From the listing below, how many lines hold the word "DateTime"? Write only the number.

# # # #

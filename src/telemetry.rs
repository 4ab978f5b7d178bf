use tracing::subscriber::set_global_default;
use tracing::Subscriber;
use tracing_bunyan_formatter::{BunyanFormattingLayer, JsonStorageLayer};
use tracing_log::LogTracer;
use tracing_subscriber::fmt::MakeWriter;
use tracing_subscriber::{layer::SubscriberExt, EnvFilter, Registry};

/// # tracing-subscriber
/// `tracing-subscriber` introduces another key trait into the picture, `Layer`: it makes it possible
/// to build a *processing pipeline* for spans data instead of a single all encompassing subscriber.
///
/// The cornerstone of the layering approach is `Registry`. It does not record traces itself: it
/// collects and stores span data that is exposed to any layer wrapping it. Downstream layers
/// piggyback on it and focus on filtering (`EnvFilter`), storing span fields (`JsonStorageLayer`) and
/// formatting (`BunyanFormattingLayer`).
///
/// We are using `impl Subscriber` as return type to avoid having to spell out the actual type of the
/// returned subscriber, which is indeed quite complex. The sink is a parameter so that tests can
/// throw logs away.
pub fn get_subscriber<Sink>(
    name: String,
    env_filter: String,
    sink: Sink,
) -> impl Subscriber + Send + Sync
where
    // A higher-ranked trait bound: `Sink` implements `MakeWriter` for all choices of the lifetime
    // parameter `'a`.
    Sink: for<'a> MakeWriter<'a> + Send + Sync + 'static,
{
    // We are falling back to printing all spans at info-level or above if the RUST_LOG environment
    // variable has not been set.
    let env_filter =
        EnvFilter::try_from_default_env().unwrap_or_else(|_| EnvFilter::new(env_filter));
    let formatting_layer = BunyanFormattingLayer::new(name, sink);

    Registry::default()
        .with(env_filter)
        .with(JsonStorageLayer)
        .with(formatting_layer)
}

/// Register a subscriber as global default to process span data.
///
/// It should only be called once!
pub fn init_subscriber(subscriber: impl Subscriber + Send + Sync) {
    // Redirect all `log`'s events to our subscriber (sqlx and actix speak `log`).
    LogTracer::init().expect("Failed to set logger");
    set_global_default(subscriber).expect("Failed to set subscriber");
}
pub mod configuration;
pub mod domain;
pub mod duplicate_check;
pub mod routes;
pub mod startup;
pub mod telemetry;
mod utils;
pub mod waitlist_service;
pub mod waitlist_store;
//! Is this email already on the waitlist?
//!
//! The check here is an early exit that lets us answer politely before touching the write path.
//! It is not atomic with the insert that follows: the store's unique constraint on email is what
//! actually keeps duplicates out.
use crate::domain::{EntrantEmail, WaitlistEntry};
use crate::waitlist_store::{EntryStore, StoreError};

/// Case-insensitive comparison of two email addresses, ignoring surrounding whitespace.
pub fn same_email(a: &str, b: &str) -> bool {
    a.trim().to_lowercase() == b.trim().to_lowercase()
}

/// Whether any of `entries` was registered with `email`.
pub fn contains_email(entries: &[WaitlistEntry], email: &str) -> bool {
    entries.iter().any(|e| same_email(e.email.as_ref(), email))
}

/// Asks the store whether `email` is already taken. Read-only.
#[tracing::instrument(name = "Checking for a duplicate waitlist entry", skip(store))]
pub async fn is_registered<S: EntryStore>(
    store: &S,
    email: &EntrantEmail,
) -> Result<bool, StoreError> {
    store.email_exists(email).await
}
use crate::domain::{EntrantEmail, WaitlistEntry, WaitlistStats};
use crate::duplicate_check::{contains_email, same_email};
use crate::waitlist_store::{EntryStore, StoreError};
use std::sync::Mutex;

/// An `EntryStore` living in memory, for tests that do not need Postgres.
///
/// The mutex serialises check-and-append, playing the role of the unique index.
#[derive(Default)]
pub struct InMemoryEntryStore {
    entries: Mutex<Vec<WaitlistEntry>>,
}

impl InMemoryEntryStore {
    fn with_entries<T>(
        &self,
        f: impl FnOnce(&mut Vec<WaitlistEntry>) -> T,
    ) -> Result<T, StoreError> {
        let mut entries = self
            .entries
            .lock()
            .map_err(|_| anyhow::anyhow!("The in-memory waitlist lock is poisoned."))?;
        Ok(f(&mut entries))
    }
}

impl EntryStore for InMemoryEntryStore {
    async fn load(&self) -> Result<Vec<WaitlistEntry>, StoreError> {
        self.with_entries(|entries| entries.clone())
    }

    async fn email_exists(&self, email: &EntrantEmail) -> Result<bool, StoreError> {
        self.with_entries(|entries| contains_email(entries, email.as_ref()))
    }

    async fn append(&self, entry: &WaitlistEntry) -> Result<WaitlistStats, StoreError> {
        self.with_entries(|entries| {
            if contains_email(entries, entry.email.as_ref()) {
                return Err(StoreError::DuplicateEmail);
            }
            entries.push(entry.clone());
            Ok(WaitlistStats::from_entries(entries))
        })?
    }

    async fn remove(&self, email: &str) -> Result<bool, StoreError> {
        self.with_entries(|entries| {
            let before = entries.len();
            entries.retain(|e| !same_email(e.email.as_ref(), email));
            entries.len() != before
        })
    }

    async fn stats(&self) -> Result<WaitlistStats, StoreError> {
        self.with_entries(|entries| WaitlistStats::from_entries(entries))
    }
}
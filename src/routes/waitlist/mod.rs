mod delete;
mod get;
mod post;

pub use delete::remove_from_waitlist;
pub use get::waitlist_stats;
pub use post::join_waitlist;

use crate::domain::FieldError;
use crate::waitlist_service::WaitlistError;
use actix_web::http::StatusCode;
use actix_web::{error::InternalError, web, HttpResponse, ResponseError};

/// Request bodies for the waitlist are a handful of short strings.
const MAX_BODY_BYTES: usize = 16 * 1024;

/// The JSON shape of every error answered by the waitlist endpoints.
#[derive(serde::Serialize)]
struct ErrorBody<'a> {
    error: String,
    #[serde(skip_serializing_if = "Option::is_none")]
    details: Option<&'a [FieldError]>,
}

impl ResponseError for WaitlistError {
    fn status_code(&self) -> StatusCode {
        match self {
            WaitlistError::Validation(_)
            | WaitlistError::Duplicate
            | WaitlistError::MissingEmail => StatusCode::BAD_REQUEST,
            WaitlistError::Unauthorized => StatusCode::UNAUTHORIZED,
            WaitlistError::NotFound => StatusCode::NOT_FOUND,
            WaitlistError::SubmissionFailed(_)
            | WaitlistError::StatsUnavailable(_)
            | WaitlistError::RemovalFailed(_) => StatusCode::INTERNAL_SERVER_ERROR,
        }
    }

    fn error_response(&self) -> HttpResponse {
        let details = match self {
            WaitlistError::Validation(e) => Some(e.details()),
            _ => None,
        };
        HttpResponse::build(self.status_code()).json(ErrorBody {
            error: self.to_string(),
            details,
        })
    }
}

/// Bodies that are not JSON at all never reach the validator; they get a plain 400.
pub fn json_config() -> web::JsonConfig {
    web::JsonConfig::default()
        .limit(MAX_BODY_BYTES)
        .error_handler(|err, _request| {
            tracing::warn!(error = %err, "Rejected a malformed waitlist request body");
            let response = HttpResponse::BadRequest().json(ErrorBody {
                error: "Invalid request body".into(),
                details: None,
            });
            InternalError::from_response(err, response).into()
        })
}
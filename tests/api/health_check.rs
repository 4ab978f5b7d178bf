use crate::helpers::spawn_app;

/// `tokio::test` is the testing equivalent of `tokio::main`. It also spares you from having to specify
/// the `#[test]` attribute.
#[tokio::test]
async fn health_check_works() {
    // Arrange
    let app = spawn_app().await;

    // Act
    let response = app
        .api_client
        .get(format!("{}/health_check", &app.address))
        .send()
        .await
        .expect("Failed to execute request");

    // Assert
    assert!(response.status().is_success());
    assert_eq!(Some(0), response.content_length());
}
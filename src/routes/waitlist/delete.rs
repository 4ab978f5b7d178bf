use crate::waitlist_service::{WaitlistError, WaitlistService};
use crate::waitlist_store::EntryStore;
use actix_web::{web, HttpResponse};
use secrecy::Secret;

/// Both parameters are optional here: a missing one is answered with our own error body.
#[derive(serde::Deserialize)]
pub struct RemovalParameters {
    email: Option<String>,
    #[serde(rename = "adminKey")]
    admin_key: Option<Secret<String>>,
}

#[derive(serde::Serialize)]
struct RemovalResponse {
    success: bool,
    message: &'static str,
}

/// The admin key is checked before the email parameter.
#[tracing::instrument(
    name = "Removing an entry from the waitlist",
    skip(query, service),
    fields(email = ?query.email)
)]
pub async fn remove_from_waitlist<S: EntryStore + 'static>(
    query: web::Query<RemovalParameters>,
    service: web::Data<WaitlistService<S>>,
) -> Result<HttpResponse, WaitlistError> {
    let RemovalParameters { email, admin_key } = query.into_inner();
    let admin_key = admin_key.unwrap_or_else(|| Secret::new(String::new()));

    service.authorize(&admin_key)?;
    let email = email.ok_or(WaitlistError::MissingEmail)?;
    service.remove_by_email(&email, &admin_key).await?;

    Ok(HttpResponse::Ok().json(RemovalResponse {
        success: true,
        message: "Entry removed from waitlist",
    }))
}
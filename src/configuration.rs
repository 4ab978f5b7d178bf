use secrecy::{ExposeSecret, Secret};
use serde_aux::field_attributes::deserialize_number_from_string;
use sqlx::postgres::{PgConnectOptions, PgSslMode};
use sqlx::ConnectOptions;
use std::time::Duration;

#[derive(serde::Deserialize, Clone)]
pub struct Settings {
    pub database: DatabaseSettings,
    pub application: ApplicationSettings,
}

#[derive(serde::Deserialize, Clone)]
pub struct ApplicationSettings {
    #[serde(deserialize_with = "deserialize_number_from_string")]
    pub port: u16,
    pub host: String,
    /// Secret a caller must present to remove entries from the waitlist. An empty key authorizes
    /// nobody.
    pub admin_key: Secret<String>,
}

#[derive(serde::Deserialize, Clone)]
pub struct DatabaseSettings {
    pub username: String,
    pub password: Secret<String>,
    #[serde(deserialize_with = "deserialize_number_from_string")]
    pub port: u16,
    pub host: String,
    pub database_name: String,
    // Determine if we demand the connection to be encrypted or not
    pub require_ssl: bool,
    /// Upper bound for any single call into the entry store.
    #[serde(deserialize_with = "deserialize_number_from_string")]
    pub timeout_milliseconds: u64,
}

impl DatabaseSettings {
    pub fn without_db(&self) -> PgConnectOptions {
        let ssl_mode = if self.require_ssl {
            PgSslMode::Require
        } else {
            // Try an encrypted connection, fallback to unencrypted if it fails
            PgSslMode::Prefer
        };

        PgConnectOptions::new()
            .host(&self.host)
            .username(&self.username)
            .password(self.password.expose_secret())
            .port(self.port)
            .ssl_mode(ssl_mode)
    }

    pub fn with_db(&self) -> PgConnectOptions {
        let mut options = self.without_db().database(&self.database_name);
        // Statements are only interesting at trace level, everything else is noise.
        options.log_statements(tracing::log::LevelFilter::Trace);
        options
    }

    pub fn timeout(&self) -> Duration {
        Duration::from_millis(self.timeout_milliseconds)
    }
}

/// The possible runtime environment for our application.
#[derive(Debug)]
pub enum Environment {
    Local,
    Production,
}

impl Environment {
    pub fn as_str(&self) -> &'static str {
        match self {
            Environment::Local => "local",
            Environment::Production => "production",
        }
    }
}

impl TryFrom<String> for Environment {
    type Error = String;

    fn try_from(s: String) -> Result<Self, Self::Error> {
        match s.to_lowercase().as_str() {
            "local" => Ok(Self::Local),
            "production" => Ok(Self::Production),
            other => Err(format!(
                "{other} is not a supported environment. Use either `local` or `production`."
            )),
        }
    }
}

/// Layers the configuration sources, later ones winning:
/// * `configuration/base.yaml`;
/// * `configuration/{local|production}.yaml`, picked by `APP_ENVIRONMENT` (defaults to `local`);
/// * environment variables prefixed with `APP`, using `__` as a separator
///   (e.g. `APP_APPLICATION__ADMIN_KEY` sets `Settings.application.admin_key`).
pub fn get_configuration() -> Result<Settings, config::ConfigError> {
    let base_path =
        std::env::current_dir().map_err(|e| config::ConfigError::Foreign(Box::new(e)))?;
    let configuration_directory = base_path.join("configuration");

    let environment: Environment = std::env::var("APP_ENVIRONMENT")
        .unwrap_or_else(|_| "local".into())
        .try_into()
        .map_err(config::ConfigError::Message)?;
    let environment_filename = format!("{}.yaml", environment.as_str());

    let settings = config::Config::builder()
        .add_source(config::File::from(
            configuration_directory.join("base.yaml"),
        ))
        .add_source(config::File::from(
            configuration_directory.join(environment_filename),
        ))
        .add_source(
            config::Environment::with_prefix("APP")
                .prefix_separator("_")
                .separator("__"),
        )
        .build()?;

    settings.try_deserialize::<Settings>()
}
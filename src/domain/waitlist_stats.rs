use crate::domain::{RoleKind, WaitlistEntry};
use chrono::{DateTime, Utc};

/// Aggregate, non-personal view of the waitlist. Always recomputed, never stored.
#[derive(Debug, Clone, PartialEq, Eq, serde::Serialize)]
#[serde(rename_all = "camelCase")]
pub struct WaitlistStats {
    pub total: u64,
    pub founders: u64,
    pub lawyers: u64,
    pub last_updated: DateTime<Utc>,
}

impl WaitlistStats {
    /// `total` is derived, so it can never disagree with the per-role counts.
    pub fn from_counts(founders: u64, lawyers: u64) -> Self {
        Self {
            total: founders + lawyers,
            founders,
            lawyers,
            last_updated: Utc::now(),
        }
    }

    pub fn from_entries(entries: &[WaitlistEntry]) -> Self {
        let founders = entries
            .iter()
            .filter(|e| e.role.kind() == RoleKind::Founder)
            .count() as u64;
        let lawyers = entries.len() as u64 - founders;
        Self::from_counts(founders, lawyers)
    }
}
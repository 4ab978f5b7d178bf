use crate::domain::WaitlistStats;
use crate::waitlist_service::{WaitlistError, WaitlistService};
use crate::waitlist_store::EntryStore;
use actix_web::{web, HttpResponse};

#[derive(serde::Serialize)]
struct StatsResponse {
    stats: WaitlistStats,
}

/// Public counters for the landing page. Never individual entries.
#[tracing::instrument(name = "Reading waitlist stats", skip(service))]
pub async fn waitlist_stats<S: EntryStore + 'static>(
    service: web::Data<WaitlistService<S>>,
) -> Result<HttpResponse, WaitlistError> {
    let stats = service.stats().await?;
    Ok(HttpResponse::Ok().json(StatsResponse { stats }))
}
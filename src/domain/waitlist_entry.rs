use crate::domain::{EntrantEmail, EntrantName, NewEntry, Role};
use chrono::{DateTime, Utc};
use uuid::Uuid;

/// Where a submission came from. Captured once, at submission time.
#[derive(Debug, Clone, Default, PartialEq, Eq)]
pub struct Provenance {
    pub ip_address: Option<String>,
    pub user_agent: Option<String>,
}

/// One signup on the waitlist. Entries are never mutated once stored.
#[derive(Debug, Clone, PartialEq, Eq)]
pub struct WaitlistEntry {
    pub id: Uuid,
    pub name: EntrantName,
    pub email: EntrantEmail,
    pub role: Role,
    pub created_at: DateTime<Utc>,
    pub provenance: Provenance,
}

impl WaitlistEntry {
    /// Stamps a validated submission with a fresh id and the current time.
    pub fn register(new_entry: NewEntry, provenance: Provenance) -> Self {
        let NewEntry { name, email, role } = new_entry;
        Self {
            id: Uuid::new_v4(),
            name,
            email,
            role,
            created_at: Utc::now(),
            provenance,
        }
    }
}
use crate::domain::Provenance;
use crate::waitlist_service::{SubmissionStats, WaitlistError, WaitlistService};
use crate::waitlist_store::EntryStore;
use actix_web::http::header::USER_AGENT;
use actix_web::{web, HttpRequest, HttpResponse};
use serde_json::Value;
use uuid::Uuid;

#[derive(serde::Serialize)]
struct JoinResponse {
    success: bool,
    message: &'static str,
    id: Uuid,
    stats: SubmissionStats,
}

/// The body is untyped JSON: the validator picks the founder or the lawyer shape from `role` and
/// reports every offending field.
#[tracing::instrument(name = "Joining the waitlist", skip(body, request, service))]
pub async fn join_waitlist<S: EntryStore + 'static>(
    body: web::Json<Value>,
    request: HttpRequest,
    service: web::Data<WaitlistService<S>>,
) -> Result<HttpResponse, WaitlistError> {
    let submission = service
        .submit(&body.into_inner(), provenance(&request))
        .await?;

    Ok(HttpResponse::Ok().json(JoinResponse {
        success: true,
        message: "Successfully added to waitlist",
        id: submission.id,
        stats: submission.stats,
    }))
}

/// `realip_remote_addr` honours `Forwarded`/`X-Forwarded-For` and falls back to the peer address.
fn provenance(request: &HttpRequest) -> Provenance {
    let ip_address = request
        .connection_info()
        .realip_remote_addr()
        .map(str::to_owned);
    let user_agent = request
        .headers()
        .get(USER_AGENT)
        .and_then(|value| value.to_str().ok())
        .map(str::to_owned);

    Provenance {
        ip_address,
        user_agent,
    }
}
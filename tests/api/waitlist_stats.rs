use crate::helpers::{founder, lawyer, spawn_app};
use serde_json::Value;

#[tokio::test]
async fn stats_of_an_empty_waitlist_are_zero() {
    // Arrange
    let app = spawn_app().await;

    // Act
    let response = app.get_waitlist().await;

    // Assert
    assert_eq!(200, response.status().as_u16());
    let body: Value = response.json().await.unwrap();
    assert_eq!(body["stats"]["total"], 0);
    assert_eq!(body["stats"]["founders"], 0);
    assert_eq!(body["stats"]["lawyers"], 0);
    assert!(body["stats"]["lastUpdated"].is_string());
}

#[tokio::test]
async fn stats_count_each_role() {
    // Arrange
    let app = spawn_app().await;
    for email in ["a@acme.io", "b@acme.io", "c@acme.io"] {
        app.post_waitlist(&founder(email))
            .await
            .error_for_status()
            .unwrap();
    }
    app.post_waitlist(&lawyer("d@firm.com"))
        .await
        .error_for_status()
        .unwrap();

    // Act
    let stats = app.get_stats().await;

    // Assert
    assert_eq!(stats["total"], 4);
    assert_eq!(stats["founders"], 3);
    assert_eq!(stats["lawyers"], 1);
}

#[tokio::test]
async fn stats_never_expose_personal_data() {
    // Arrange
    let app = spawn_app().await;
    app.post_waitlist(&founder("jo@acme.io"))
        .await
        .error_for_status()
        .unwrap();

    // Act
    let body = app.get_waitlist().await.text().await.unwrap();

    // Assert
    let parsed: Value = serde_json::from_str(&body).unwrap();
    let mut keys: Vec<_> = parsed["stats"]
        .as_object()
        .unwrap()
        .keys()
        .cloned()
        .collect();
    keys.sort();
    assert_eq!(keys, vec!["founders", "lastUpdated", "lawyers", "total"]);
    assert_eq!(parsed.as_object().unwrap().len(), 1);
    for personal in ["jo@acme.io", "Jo Lin", "Acme"] {
        assert!(!body.contains(personal), "The stats leaked {}", personal);
    }
}
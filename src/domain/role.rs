use crate::domain::Affiliation;

/// Which side of the marketplace an entrant is on, together with the affiliation that side
/// requires. A founder always has a company and never a firm, a lawyer the other way round.
#[derive(Debug, Clone, PartialEq, Eq)]
pub enum Role {
    Founder { company: Affiliation },
    Lawyer { firm: Affiliation },
}

/// The bare discriminant of a `Role`, as it travels on the wire and in the database.
#[derive(Debug, Clone, Copy, PartialEq, Eq)]
pub enum RoleKind {
    Founder,
    Lawyer,
}

impl RoleKind {
    /// Only the exact lower-case literals are accepted.
    pub fn parse(s: &str) -> Option<RoleKind> {
        match s {
            "founder" => Some(Self::Founder),
            "lawyer" => Some(Self::Lawyer),
            _ => None,
        }
    }

    pub fn as_str(&self) -> &'static str {
        match self {
            Self::Founder => "founder",
            Self::Lawyer => "lawyer",
        }
    }

    /// Name of the input field carrying the affiliation for this role.
    pub fn affiliation_field(&self) -> &'static str {
        match self {
            Self::Founder => "company",
            Self::Lawyer => "firm",
        }
    }

    pub fn affiliation_label(&self) -> &'static str {
        match self {
            Self::Founder => "Company name",
            Self::Lawyer => "Firm name",
        }
    }

    pub fn with_affiliation(self, affiliation: Affiliation) -> Role {
        match self {
            Self::Founder => Role::Founder {
                company: affiliation,
            },
            Self::Lawyer => Role::Lawyer { firm: affiliation },
        }
    }
}

impl Role {
    pub fn kind(&self) -> RoleKind {
        match self {
            Self::Founder { .. } => RoleKind::Founder,
            Self::Lawyer { .. } => RoleKind::Lawyer,
        }
    }

    pub fn company(&self) -> Option<&str> {
        match self {
            Self::Founder { company } => Some(company.as_ref()),
            Self::Lawyer { .. } => None,
        }
    }

    pub fn firm(&self) -> Option<&str> {
        match self {
            Self::Founder { .. } => None,
            Self::Lawyer { firm } => Some(firm.as_ref()),
        }
    }

    /// Rebuilds a `Role` from its flattened storage representation, rejecting any combination
    /// where the affiliation columns disagree with the discriminant.
    pub fn from_columns(
        role: &str,
        company: Option<String>,
        firm: Option<String>,
    ) -> Result<Role, String> {
        let kind = RoleKind::parse(role).ok_or_else(|| format!("{role} is not a known role."))?;
        let affiliation = match (kind, company, firm) {
            (RoleKind::Founder, Some(company), None) => company,
            (RoleKind::Lawyer, None, Some(firm)) => firm,
            (kind, _, _) => {
                return Err(format!(
                    "A {} must carry exactly one affiliation, its `{}`.",
                    kind.as_str(),
                    kind.affiliation_field()
                ))
            }
        };
        let affiliation = Affiliation::parse(affiliation, kind.affiliation_label())?;
        Ok(kind.with_affiliation(affiliation))
    }
}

# # # #

● **Result of the exercise**: 4